When I am really feeling down, I like to remember his words and the expression of concern in his eyes. Unlike so many, he knew from years of treating CP subjects that central pain was the bigtime, the Armageddon of pain states, the onset of true agony. THIS is why I agreed, despite being very ill, to assist him in gathering verbal descriptive data. Until he died, although he continued to be just as rigorous in his scrutiny of the data, he was delighted to make the association because I could use language he did not have to struggle over to grasp what I was talking about, in telling of Central Pain.
Just three weeks before dying of prostate cancer, his last communication spoke not of himself but of specific projects that should be carried out to help solve central pain, and who in the world was the best qualified to perform such experiments. In proper British form, he never mentioned his own pain in any communication.
After he was gone, I found surprisingly, that many whom he thought were friends actually resented his careful dissection of some paper they had presented and had no wish to fulfil or answer his curiosity on some point. Still, everything he mentioned has now been done, although often it has not been done by the people he recommended. He was prescient about where research was headed and where it needed to be headed.
This author has tried to emulate his example. In general, my first expression in e-mails to afflicted individuals is to let them know I am sorry they have central pain. I want to mentally pause and take the person in, even though it is especially dreadful to hear their story since I do actually understand.
Out of these hundreds of encounters and the surveys, there has emerged a pattern of commentary from individuals wherein they reflect that they no longer know who they are. Their identity has been lost. Many have also lost their working memory.
In consequence, they find themselves strange people in a strange land., Their amnesia is not the common variety but they have forgotten important features of who they are. Punished and beaten, disappointed and rejected, unable to make a satisfactory reply to questions about their pain, they are morphed into something new and tragic. They live in a pain dimension and cannot hold onto their ordinary way of thinking. Is this amnesia? To me, it is. They think less accurately and they think more slowly and they think ABOUT something that does not express their true identity.

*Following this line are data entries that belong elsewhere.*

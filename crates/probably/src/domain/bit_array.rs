//! Packed bit array
//!
//! Bits are stored eight to a byte, least significant bit first, so bit `i`
//! lives at `bytes[i / 8] & (1 << (i % 8))`.
//!
//! The public `set`/`is_set` entry points are bounds-checked. The Bloom filter
//! uses the crate-internal accessors instead, since every probe it produces is
//! already reduced modulo the array length.

use bitvec::prelude::*;

use crate::error::BitArrayError;

/// Fixed-size packed bit array
#[derive(Clone, Debug, PartialEq, Eq)]
pub struct BitArray {
    bits: BitVec<u8, Lsb0>,
}

impl BitArray {
    /// Allocate a zeroed array holding `requested_bits` bits
    ///
    /// Storage is `ceil(requested_bits / 8)` bytes.
    pub fn new(requested_bits: usize) -> Result<Self, BitArrayError> {
        let bytes = requested_bits.div_ceil(8);
        if requested_bits > BitSlice::<u8, Lsb0>::MAX_BITS {
            return Err(BitArrayError::Allocation { bytes });
        }

        let mut storage = Vec::new();
        storage
            .try_reserve_exact(bytes)
            .map_err(|_| BitArrayError::Allocation { bytes })?;
        storage.resize(bytes, 0u8);

        let mut bits = BitVec::<u8, Lsb0>::from_vec(storage);
        bits.truncate(requested_bits);
        Ok(Self { bits })
    }

    /// Set the bit at `bit`
    pub fn set(&mut self, bit: usize) -> Result<(), BitArrayError> {
        self.check_index(bit)?;
        self.set_bit(bit);
        Ok(())
    }

    /// Test the bit at `bit`
    pub fn is_set(&self, bit: usize) -> Result<bool, BitArrayError> {
        self.check_index(bit)?;
        Ok(self.bit(bit))
    }

    /// Zero every bit, keeping the allocation
    pub fn clear(&mut self) {
        self.bits.fill(false);
    }

    /// OR `other` into this array in place
    ///
    /// Nothing is modified when the lengths differ.
    pub fn merge(&mut self, other: &BitArray) -> Result<(), BitArrayError> {
        self.check_length(other)?;

        let self_raw = self.bits.as_raw_mut_slice();
        let other_raw = other.bits.as_raw_slice();
        for (s, o) in self_raw.iter_mut().zip(other_raw.iter()) {
            *s |= *o;
        }
        Ok(())
    }

    /// Return a new array holding the OR of both inputs
    pub fn union(&self, other: &BitArray) -> Result<BitArray, BitArrayError> {
        self.check_length(other)?;

        let mut result = self.clone();
        result.merge(other)?;
        Ok(result)
    }

    /// Length in bits
    pub fn len(&self) -> usize {
        self.bits.len()
    }

    pub fn is_empty(&self) -> bool {
        self.bits.is_empty()
    }

    /// Length of the backing storage in bytes
    pub fn byte_len(&self) -> usize {
        self.bits.as_raw_slice().len()
    }

    /// Number of bits currently set
    pub fn count_ones(&self) -> usize {
        self.bits.count_ones()
    }

    /// Raw backing bytes
    pub fn as_bytes(&self) -> &[u8] {
        self.bits.as_raw_slice()
    }

    #[inline]
    pub(crate) fn set_bit(&mut self, bit: usize) {
        self.bits.set(bit, true);
    }

    #[inline]
    pub(crate) fn bit(&self, bit: usize) -> bool {
        self.bits[bit]
    }

    fn check_index(&self, bit: usize) -> Result<(), BitArrayError> {
        if bit >= self.bits.len() {
            return Err(BitArrayError::IndexOutOfRange {
                index: bit,
                len: self.bits.len(),
            });
        }
        Ok(())
    }

    fn check_length(&self, other: &BitArray) -> Result<(), BitArrayError> {
        if self.bits.len() != other.bits.len() {
            return Err(BitArrayError::LengthMismatch {
                left: self.bits.len(),
                right: other.bits.len(),
            });
        }
        Ok(())
    }
}

#[cfg(test)]
mod tests {
    use super::*;

    #[test]
    fn test_allocates_ceiling_of_bits_to_bytes() {
        assert_eq!(BitArray::new(21).unwrap().byte_len(), 3);
        assert_eq!(BitArray::new(32).unwrap().byte_len(), 4);
        assert_eq!(BitArray::new(4).unwrap().byte_len(), 1);
        assert_eq!(BitArray::new(0).unwrap().byte_len(), 0);
    }

    #[test]
    fn test_new_array_is_zeroed() {
        let array = BitArray::new(100).unwrap();
        assert_eq!(array.len(), 100);
        assert_eq!(array.count_ones(), 0);
        assert!(array.as_bytes().iter().all(|&b| b == 0));
    }

    #[test]
    fn test_set_bit() {
        let mut array1 = BitArray::new(4).unwrap();
        let mut array2 = BitArray::new(10).unwrap();

        array1.set(2).unwrap();
        array2.set(9).unwrap();

        assert!(array1.is_set(2).unwrap(), "Bit 2 should be set");
        assert!(array2.is_set(9).unwrap(), "Bit 9 should be set");
        assert!(!array1.is_set(3).unwrap(), "Bit 3 should not be set");
    }

    #[test]
    fn test_set_is_idempotent() {
        let mut array = BitArray::new(16).unwrap();
        array.set(5).unwrap();
        array.set(5).unwrap();
        assert_eq!(array.count_ones(), 1);
    }

    #[test]
    fn test_bit_layout_is_lsb_first_within_byte() {
        let mut array = BitArray::new(16).unwrap();
        array.set(0).unwrap();
        array.set(9).unwrap();
        array.set(15).unwrap();

        assert_eq!(array.as_bytes(), &[0b0000_0001, 0b1000_0010]);
    }

    #[test]
    fn test_out_of_range_index_is_rejected() {
        let mut array = BitArray::new(10).unwrap();

        assert_eq!(
            array.set(10),
            Err(BitArrayError::IndexOutOfRange { index: 10, len: 10 })
        );
        // Still inside the last byte, but past the requested length
        assert_eq!(
            array.is_set(15),
            Err(BitArrayError::IndexOutOfRange { index: 15, len: 10 })
        );
        assert_eq!(array.count_ones(), 0);
    }

    #[test]
    fn test_merge_two_bit_arrays() {
        let mut array1 = BitArray::new(4).unwrap();
        let mut array2 = BitArray::new(4).unwrap();

        array1.set(2).unwrap();
        array2.set(3).unwrap();

        array1.merge(&array2).unwrap();

        assert!(array1.is_set(2).unwrap() && array1.is_set(3).unwrap());
        assert!(array2.is_set(3).unwrap() && !array2.is_set(2).unwrap());
    }

    #[test]
    fn test_union_of_two_bit_arrays() {
        let mut array1 = BitArray::new(4).unwrap();
        let mut array2 = BitArray::new(4).unwrap();

        array1.set(2).unwrap();
        array2.set(3).unwrap();

        let result = array1.union(&array2).unwrap();

        assert!(result.is_set(2).unwrap() && result.is_set(3).unwrap());
        assert!(!array1.is_set(3).unwrap(), "Union must not modify the receiver");
        assert!(!array2.is_set(2).unwrap(), "Union must not modify the argument");
    }

    #[test]
    fn test_merge_rejects_length_mismatch() {
        let mut array1 = BitArray::new(16).unwrap();
        let mut array2 = BitArray::new(24).unwrap();
        array2.set(1).unwrap();

        assert_eq!(
            array1.merge(&array2),
            Err(BitArrayError::LengthMismatch { left: 16, right: 24 })
        );
        assert_eq!(array1.count_ones(), 0, "Failed merge must not mutate");
        assert!(array1.union(&array2).is_err());
    }

    #[test]
    fn test_clear_bit_array_state() {
        let mut array = BitArray::new(4).unwrap();
        array.set(2).unwrap();
        array.set(3).unwrap();

        array.clear();

        assert!(!array.is_set(2).unwrap());
        assert!(!array.is_set(3).unwrap());
        assert_eq!(array.len(), 4, "Clear keeps the size");
        assert_eq!(array.byte_len(), 1);
    }

    #[test]
    fn test_oversized_request_fails_with_allocation_error() {
        let result = BitArray::new(usize::MAX);
        assert!(matches!(result, Err(BitArrayError::Allocation { .. })));
    }
}
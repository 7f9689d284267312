//! Bloom filter sizing
//!
//! Formulas:
//! - m = ceil(-n * ln(p) / ln(2)^2)  -- bits
//! - k = ceil(m / n * ln(2))         -- hash functions
//!
//! Inputs are assumed validated (`n >= 1`, `0 < p < 1`); see `BloomConfig`.

use std::f64::consts::LN_2;

/// Derived filter dimensions
#[derive(Clone, Debug, PartialEq)]
pub struct FilterParameters {
    /// Number of bits in the array (m)
    pub number_of_bits: usize,
    /// Number of probes per element (k)
    pub number_of_hashes: usize,
    /// False positive rate at full design load with these m and k
    pub expected_fpr: f64,
}

/// Compute array size and hash count for `filter_size` elements at `fp_rate`
pub fn calculate_parameters(filter_size: usize, fp_rate: f64) -> FilterParameters {
    let number_of_bits = number_of_bits(filter_size, fp_rate);
    let number_of_hashes = number_of_hashes(number_of_bits, filter_size);

    FilterParameters {
        number_of_bits,
        number_of_hashes,
        expected_fpr: calculate_fpr(number_of_bits, filter_size, number_of_hashes),
    }
}

/// Bits needed to hold `filter_size` elements at `fp_rate`
pub fn number_of_bits(filter_size: usize, fp_rate: f64) -> usize {
    (-(filter_size as f64) * fp_rate.ln() / (LN_2 * LN_2)).ceil() as usize
}

/// Hash functions for an array of `number_of_bits` holding `filter_size` elements
pub fn number_of_hashes(number_of_bits: usize, filter_size: usize) -> usize {
    (number_of_bits as f64 / filter_size as f64 * LN_2).ceil() as usize
}

/// False positive rate for m bits, n elements and k hashes
///
/// Formula: FPR = (1 - e^(-kn/m))^k
pub fn calculate_fpr(m: usize, n: usize, k: usize) -> f64 {
    if m == 0 {
        return 1.0;
    }
    let exponent = -(k as f64) * (n as f64) / (m as f64);
    (1.0 - exponent.exp()).powi(k as i32)
}
//! HTTP surface: JSON API, static assets and shared middleware

pub mod auth;
pub mod books;
pub mod circulation;
pub mod health;
pub mod members;
pub mod openapi;
pub mod reports;
pub mod uploads;

use axum::{
    async_trait,
    extract::{DefaultBodyLimit, FromRequestParts, Request},
    http::{header, request::Parts, HeaderValue, Method, StatusCode},
    middleware::{self, Next},
    response::{IntoResponse, Response},
    routing::{get, post},
    Json, RequestPartsExt, Router,
};
use axum_extra::{
    extract::WithRejection,
    headers::{authorization::Bearer, Authorization},
    TypedHeader,
};
use serde::Serialize;
use tower::ServiceBuilder;
use tower_http::{
    compression::CompressionLayer,
    cors::{Any, CorsLayer},
    services::{fs::ServeFileSystemResponseBody, ServeDir, ServeFile},
    trace::TraceLayer,
};
use utoipa::ToSchema;

use crate::{
    error::AppError,
    models::user::User,
    AppState,
};

/// Content type for uploads whose extension maps to nothing known
const FALLBACK_IMAGE_TYPE: &str = "image/jpeg";

/// JSON request body whose rejections render as `AppError`
pub type JsonBody<T> = WithRejection<Json<T>, AppError>;

/// Caller resolved from an `Authorization: Bearer` token
pub struct AuthenticatedUser(pub User);

impl AuthenticatedUser {
    pub fn require_admin(&self) -> Result<(), AppError> {
        if self.0.is_admin() {
            Ok(())
        } else {
            Err(AppError::Authorization("Admin role required".to_string()))
        }
    }
}

#[async_trait]
impl FromRequestParts<AppState> for AuthenticatedUser {
    type Rejection = AppError;

    async fn from_request_parts(parts: &mut Parts, state: &AppState) -> Result<Self, Self::Rejection> {
        let TypedHeader(Authorization(bearer)) = parts
            .extract::<TypedHeader<Authorization<Bearer>>>()
            .await
            .map_err(|_| AppError::Authentication("Missing or malformed bearer token".to_string()))?;

        let user = state
            .services
            .auth
            .lookup_token(bearer.token())
            .await?
            .ok_or_else(|| AppError::Authentication("Invalid or expired token".to_string()))?;

        Ok(AuthenticatedUser(user))
    }
}

/// `{ok: true}` acknowledgement
#[derive(Serialize, ToSchema)]
pub struct OkResponse {
    pub ok: bool,
}

pub fn ok() -> Json<OkResponse> {
    Json(OkResponse { ok: true })
}

/// `{ok: true, id}` returned by create endpoints
#[derive(Serialize, ToSchema)]
pub struct CreatedResponse {
    pub ok: bool,
    pub id: String,
}

/// Build the full application router
pub fn router(state: AppState) -> Router {
    let config = state.config.clone();
    let public_dir = &config.storage.public_dir;

    let api = Router::new()
        .route("/health", get(health::health_check))
        .route("/ready", get(health::readiness_check))
        // Authentication
        .route("/signup", post(auth::signup))
        .route("/login", post(auth::login))
        .route("/logout", post(auth::logout))
        .route("/me", get(auth::me))
        // Catalog
        .route(
            "/books",
            get(books::list_books)
                .post(books::create_book)
                .put(books::update_book)
                .delete(books::delete_book),
        )
        .route("/uploadCover", post(uploads::upload_cover))
        // Members
        .route(
            "/members",
            get(members::list_members)
                .post(members::create_member)
                .put(members::update_member)
                .delete(members::delete_member),
        )
        // Circulation
        .route("/borrow", post(circulation::borrow))
        .route("/return", post(circulation::return_book))
        .route("/loans", get(circulation::list_loans))
        // Reports
        .route("/reports/most-borrowed", get(reports::most_borrowed))
        .route("/reports/active-members", get(reports::active_members))
        .route("/reports/overdue", get(reports::overdue))
        .with_state(state);

    let uploads = ServiceBuilder::new()
        .map_response(default_image_type::<ServeFileSystemResponseBody>)
        .service(ServeDir::new(&config.storage.uploads_dir));

    let cors = CorsLayer::new()
        .allow_origin(Any)
        .allow_methods(Any)
        .allow_headers(Any);

    Router::new()
        .nest("/api", api)
        .merge(openapi::create_openapi_router())
        .route_service("/", ServeFile::new(public_dir.join("index.html")))
        .nest_service("/pages", ServeDir::new(public_dir.join("pages")))
        .nest_service("/css", ServeDir::new(public_dir.join("css")))
        .nest_service("/js", ServeDir::new(public_dir.join("js")))
        .nest_service("/images", ServeDir::new(public_dir.join("images")))
        .nest_service("/uploads", uploads)
        .fallback(not_found)
        .layer(DefaultBodyLimit::max(config.server.max_body_bytes))
        .layer(CompressionLayer::new())
        .layer(TraceLayer::new_for_http())
        .layer(cors)
        .layer(middleware::from_fn(preflight))
}

/// Answer every `OPTIONS` request with an empty 204 carrying the CORS headers
async fn preflight(request: Request, next: Next) -> Response {
    if request.method() != Method::OPTIONS {
        return next.run(request).await;
    }

    let mut response = StatusCode::NO_CONTENT.into_response();
    let headers = response.headers_mut();
    let any = HeaderValue::from_static("*");
    headers.insert(header::ACCESS_CONTROL_ALLOW_ORIGIN, any.clone());
    headers.insert(header::ACCESS_CONTROL_ALLOW_METHODS, any.clone());
    headers.insert(header::ACCESS_CONTROL_ALLOW_HEADERS, any);
    response
}

/// Serve unknown upload extensions as an image instead of an octet stream
fn default_image_type<B>(mut response: Response<B>) -> Response<B> {
    let untyped = response
        .headers()
        .get(header::CONTENT_TYPE)
        .map_or(true, |value| value == "application/octet-stream");
    if response.status().is_success() && untyped {
        response
            .headers_mut()
            .insert(header::CONTENT_TYPE, HeaderValue::from_static(FALLBACK_IMAGE_TYPE));
    }
    response
}

#[derive(Serialize)]
struct NotFoundBody {
    ok: bool,
    msg: &'static str,
}

async fn not_found() -> Response {
    (
        StatusCode::NOT_FOUND,
        Json(NotFoundBody {
            ok: false,
            msg: "Not found",
        }),
    )
        .into_response()
}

It is time psychologists attempted to help reorient Central Pain sufferers. They need reminding about elementary features of life which are buried by the pain. They need to be reminded of feelings they do possess but which lay hidden under the layers of suffering. No one talks about pain “amnesia”, but most of these people find they have actually forgotten their frame of reference, their identity. It does not take years, but the forgetting seems to come on about the same time as the dysesthetic burning in many. Possibly this is due to some undetected brain injury which occured with whatever injured their cord, but the matter keeps coming up frequently in severe central pain of whatever cause.
More should be done to understand it. Eventually, when fMRI gets good enough, we will find physical evidence of altered memory. For now, we foot our conclusions on the survey. If we listen carefully enough, CP subjects do not lead us wrong, even when they have no vocabulary to accurately describe central pain.
We are sorry, whoever you are, and whoever you have become, that you have central pain. If he were still with us, Dr. Wall would be sorry for you too. And because it felt like God in him, the Divine is also aware that you suffer and will eventually compensate you.